ARP inspection is a network security mechanism that validates Address Resolution Protocol (ARP) packets in a local network, preventing malicious hosts from spoofing MAC addresses to intercept or redirect traffic. It operates by maintaining a trusted binding table of IP-to-MAC mappings and discarding ARP packets that violate these bindings. In systems-theoretic terms, ARP inspection is a feedback mechanism that detects and corrects an information integrity failure in a distributed communication system.

The mechanism is a response to a fundamental vulnerability in Ethernet networks: ARP was designed for a trusted environment and has no built-in authentication. In a Red Queen dynamic, every defensive mechanism eventually trains a more sophisticated attacker. ARP inspection has been circumvented by DHCP starvation, MAC spoofing, and VLAN hopping attacks. The arms race between network security and attack sophistication is a microcosm of the broader co-evolutionary dynamics that appear in all complex systems where adaptation is mutual.

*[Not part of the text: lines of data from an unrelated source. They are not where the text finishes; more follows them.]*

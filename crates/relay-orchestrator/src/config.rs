//! TOML configuration for the orchestrator.
//!
//! ```toml
//! [routing]
//! strategy = "cost"
//! max_fallbacks = 3
//! attempt_timeout_secs = 120
//!
//! [catalog]
//! free_only = true
//! live_refresh = true
//!
//! [[providers]]
//! kind = "openrouter"
//! api_key_env = "OPENROUTER_API_KEY"
//! ```

use relay_abstraction::ModelListing;
use relay_models::ProviderConfig;
use serde::{Deserialize, Serialize};
use std::path::{Path, PathBuf};
use std::sync::Arc;
use std::time::Duration;
use thiserror::Error;
use tokio::task::JoinHandle;
use tokio_util::sync::CancellationToken;
use tracing::{debug, info};

use crate::failover::{DEFAULT_MAX_FALLBACKS, FailoverSettings};
use crate::orchestrator::OrchestratorSettings;
use crate::routing::{ModelCatalog, ModelFilter, SelectionStrategy};

/// File name looked up in the working directory.
pub const CONFIG_FILE_NAME: &str = "relay.toml";

/// Errors that can occur during configuration loading.
#[derive(Debug, Error)]
pub enum ConfigError {
    /// I/O error reading the file.
    #[error("Failed to read configuration file: {0}")]
    Io(#[from] std::io::Error),

    /// TOML parsing error.
    #[error("Failed to parse TOML configuration: {0}")]
    Toml(#[from] toml::de::Error),

    /// Configuration validation error.
    #[error("Invalid configuration: {0}")]
    Validation(String),
}

/// Result type for configuration operations.
pub type Result<T> = std::result::Result<T, ConfigError>;

/// `[routing]` section.
#[derive(Debug, Clone, PartialEq, Eq, Serialize, Deserialize)]
#[serde(default)]
pub struct RoutingSection {
    /// Selection strategy name.
    pub strategy: String,
    /// Attempts per task before giving up.
    pub max_fallbacks: usize,
    /// Time budget per attempt.
    pub attempt_timeout_secs: u64,
    /// How long a model rejected for bad credentials stays out of rotation.
    pub stale_cooldown_secs: u64,
}

impl Default for RoutingSection {
    fn default() -> Self {
        Self {
            strategy: "balanced".to_string(),
            max_fallbacks: DEFAULT_MAX_FALLBACKS,
            attempt_timeout_secs: 300,
            stale_cooldown_secs: 300,
        }
    }
}

/// `[catalog]` section.
#[derive(Debug, Clone, PartialEq, Eq, Serialize, Deserialize)]
#[serde(default)]
pub struct CatalogSection {
    /// Fetch the live model list at startup and periodically after.
    pub live_refresh: bool,
    /// Interval between live refreshes.
    pub refresh_interval_secs: u64,
    /// Only route to zero-cost models.
    pub free_only: bool,
    /// Minimum context window, in tokens.
    pub min_context_window: Option<u32>,
    /// Only route to models with function calling.
    pub require_function_calling: bool,
}

impl Default for CatalogSection {
    fn default() -> Self {
        Self {
            live_refresh: false,
            refresh_interval_secs: 3600,
            free_only: false,
            min_context_window: None,
            require_function_calling: false,
        }
    }
}

/// `[request]` section.
#[derive(Debug, Clone, PartialEq, Serialize, Deserialize)]
#[serde(default)]
pub struct RequestSection {
    /// Upper bound on generated tokens.
    pub max_tokens: u32,
    /// Sampling temperature.
    pub temperature: f32,
    /// Prepended to every request when set.
    pub system_prompt: Option<String>,
}

impl Default for RequestSection {
    fn default() -> Self {
        Self { max_tokens: 2048, temperature: 0.7, system_prompt: None }
    }
}

/// `[workers]` section.
#[derive(Debug, Clone, PartialEq, Eq, Serialize, Deserialize)]
#[serde(default)]
pub struct WorkersSection {
    /// Tasks processed at the same time.
    pub max_concurrent_tasks: usize,
}

impl Default for WorkersSection {
    fn default() -> Self {
        Self { max_concurrent_tasks: 4 }
    }
}

/// Complete orchestrator configuration.
#[derive(Debug, Clone, PartialEq, Serialize, Deserialize)]
#[serde(default)]
pub struct RelayConfig {
    /// Candidate ranking and failover.
    pub routing: RoutingSection,
    /// Catalog filters and refresh.
    pub catalog: CatalogSection,
    /// Request template.
    pub request: RequestSection,
    /// Worker pool.
    pub workers: WorkersSection,
    /// Provider backends to register.
    pub providers: Vec<ProviderConfig>,
}

impl Default for RelayConfig {
    fn default() -> Self {
        Self {
            routing: RoutingSection::default(),
            catalog: CatalogSection::default(),
            request: RequestSection::default(),
            workers: WorkersSection::default(),
            providers: vec![ProviderConfig::new(relay_abstraction::ProviderKind::OpenRouter)],
        }
    }
}

impl RelayConfig {
    /// Loads and validates a configuration file.
    ///
    /// # Errors
    /// Returns an error if the file cannot be read, parsed, or validated.
    pub fn load(path: &Path) -> Result<Self> {
        let content = std::fs::read_to_string(path)?;
        let config = Self::parse(&content)?;
        debug!(path = %path.display(), "Loaded configuration");
        Ok(config)
    }

    /// Parses and validates TOML text.
    ///
    /// # Errors
    /// Returns an error if the text is not valid TOML or fails validation.
    pub fn parse(content: &str) -> Result<Self> {
        let config: Self = toml::from_str(content)?;
        config.validate()?;
        Ok(config)
    }

    /// Resolves the configuration file from explicit and conventional locations.
    ///
    /// Order: `explicit`, `<cwd>/relay.toml`, `<home>/.relay/config.toml`.
    /// Falls back to defaults when none exists. An explicit path that does not
    /// exist is an error.
    ///
    /// # Errors
    /// Returns an error if the chosen file cannot be loaded.
    pub fn discover_in(explicit: Option<&Path>, cwd: &Path, home: Option<&Path>) -> Result<Self> {
        if let Some(path) = explicit {
            return Self::load(path);
        }
        let mut candidates = vec![cwd.join(CONFIG_FILE_NAME)];
        if let Some(home) = home {
            candidates.push(home.join(".relay").join("config.toml"));
        }
        for path in candidates {
            if path.is_file() {
                info!(path = %path.display(), "Using configuration file");
                return Self::load(&path);
            }
        }
        debug!("No configuration file found, using defaults");
        Ok(Self::default())
    }

    /// [`RelayConfig::discover_in`] against the process working directory and `$HOME`.
    ///
    /// # Errors
    /// Returns an error if the chosen file cannot be loaded.
    pub fn discover(explicit: Option<&Path>) -> Result<Self> {
        let cwd = std::env::current_dir()?;
        let home = std::env::var_os("HOME").map(PathBuf::from);
        Self::discover_in(explicit, &cwd, home.as_deref())
    }

    /// Applies `RELAY_*` overrides read through `lookup`, then re-validates.
    ///
    /// # Errors
    /// Returns `ConfigError::Validation` for unparsable values.
    pub fn apply_env_overrides<F>(&mut self, lookup: F) -> Result<()>
    where
        F: Fn(&str) -> Option<String>,
    {
        if let Some(strategy) = lookup("RELAY_STRATEGY") {
            self.routing.strategy = strategy;
        }
        if let Some(v) = lookup("RELAY_MAX_FALLBACKS") {
            self.routing.max_fallbacks = parse_number("RELAY_MAX_FALLBACKS", &v)?;
        }
        if let Some(v) = lookup("RELAY_ATTEMPT_TIMEOUT_SECS") {
            self.routing.attempt_timeout_secs = parse_number("RELAY_ATTEMPT_TIMEOUT_SECS", &v)?;
        }
        if let Some(v) = lookup("RELAY_MAX_CONCURRENT_TASKS") {
            self.workers.max_concurrent_tasks = parse_number("RELAY_MAX_CONCURRENT_TASKS", &v)?;
        }
        self.validate()
    }

    /// [`RelayConfig::apply_env_overrides`] against the process environment.
    ///
    /// # Errors
    /// Returns `ConfigError::Validation` for unparsable values.
    pub fn apply_process_env(&mut self) -> Result<()> {
        self.apply_env_overrides(|name| std::env::var(name).ok())
    }

    /// Checks value ranges.
    ///
    /// # Errors
    /// Returns `ConfigError::Validation` describing the first problem found.
    pub fn validate(&self) -> Result<()> {
        self.strategy()?;
        if self.routing.max_fallbacks == 0 {
            return Err(ConfigError::Validation("routing.max_fallbacks must be at least 1".into()));
        }
        if self.routing.attempt_timeout_secs == 0 {
            return Err(ConfigError::Validation(
                "routing.attempt_timeout_secs must be greater than 0".into(),
            ));
        }
        if self.catalog.live_refresh && self.catalog.refresh_interval_secs == 0 {
            return Err(ConfigError::Validation(
                "catalog.refresh_interval_secs must be greater than 0".into(),
            ));
        }
        if !(0.0..=2.0).contains(&self.request.temperature) {
            return Err(ConfigError::Validation(format!(
                "request.temperature must be between 0 and 2, got {}",
                self.request.temperature
            )));
        }
        if self.request.max_tokens == 0 {
            return Err(ConfigError::Validation("request.max_tokens must be greater than 0".into()));
        }
        if self.workers.max_concurrent_tasks == 0 {
            return Err(ConfigError::Validation(
                "workers.max_concurrent_tasks must be at least 1".into(),
            ));
        }
        Ok(())
    }

    /// The configured selection strategy.
    ///
    /// # Errors
    /// Returns `ConfigError::Validation` for an unknown name.
    pub fn strategy(&self) -> Result<SelectionStrategy> {
        self.routing.strategy.parse().map_err(|e| ConfigError::Validation(format!("routing.strategy: {e}")))
    }

    /// Failover limits.
    #[must_use]
    pub const fn failover_settings(&self) -> FailoverSettings {
        FailoverSettings {
            max_fallbacks: self.routing.max_fallbacks,
            attempt_timeout: Duration::from_secs(self.routing.attempt_timeout_secs),
        }
    }

    /// Catalog constraints.
    #[must_use]
    pub const fn model_filter(&self) -> ModelFilter {
        ModelFilter {
            min_context_window: self.catalog.min_context_window,
            free_only: self.catalog.free_only,
            require_function_calling: self.catalog.require_function_calling,
            providers: None,
        }
    }

    /// Stale cool-down for the catalog.
    #[must_use]
    pub const fn stale_cooldown(&self) -> Duration {
        Duration::from_secs(self.routing.stale_cooldown_secs)
    }

    /// Live refresh interval.
    #[must_use]
    pub const fn refresh_interval(&self) -> Duration {
        Duration::from_secs(self.catalog.refresh_interval_secs)
    }

    /// Starts the periodic catalog refresh when `[catalog] live_refresh` is set.
    ///
    /// The loop refreshes from `lister` every `refresh_interval_secs` and stops
    /// when `shutdown` fires. Returns `None` when live refresh is off.
    pub fn spawn_catalog_refresh(
        &self,
        catalog: &Arc<ModelCatalog>,
        lister: Arc<dyn ModelListing>,
        shutdown: CancellationToken,
    ) -> Option<JoinHandle<()>> {
        if !self.catalog.live_refresh {
            return None;
        }
        info!(interval_secs = self.catalog.refresh_interval_secs, "Starting live catalog refresh");
        Some(Arc::clone(catalog).spawn_refresh(lister, self.refresh_interval(), shutdown))
    }

    /// Settings for the task orchestrator.
    ///
    /// # Errors
    /// Returns `ConfigError::Validation` for an unknown strategy.
    pub fn orchestrator_settings(&self) -> Result<OrchestratorSettings> {
        Ok(OrchestratorSettings {
            strategy: self.strategy()?,
            filter: self.model_filter(),
            max_tokens: self.request.max_tokens,
            temperature: self.request.temperature,
            system_prompt: self.request.system_prompt.clone(),
        })
    }
}

fn parse_number<T: std::str::FromStr>(name: &str, value: &str) -> Result<T> {
    value
        .trim()
        .parse()
        .map_err(|_| ConfigError::Validation(format!("{name} must be a non-negative integer, got '{value}'")))
}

ARP inspection connects to broader questions in systems theory about how distributed systems maintain trust without central authority. The binding table is a form of redundancy — a trusted reference against which local claims can be verified. But the table itself must be maintained, and its maintenance is a source of fragility. If the table is corrupted, the security mechanism becomes a security vulnerability. This is a general principle of defensive systems: the mechanism that prevents failure can itself become a failure mode, as seen in the 2021 Facebook Outage and in resilience engineering more broadly.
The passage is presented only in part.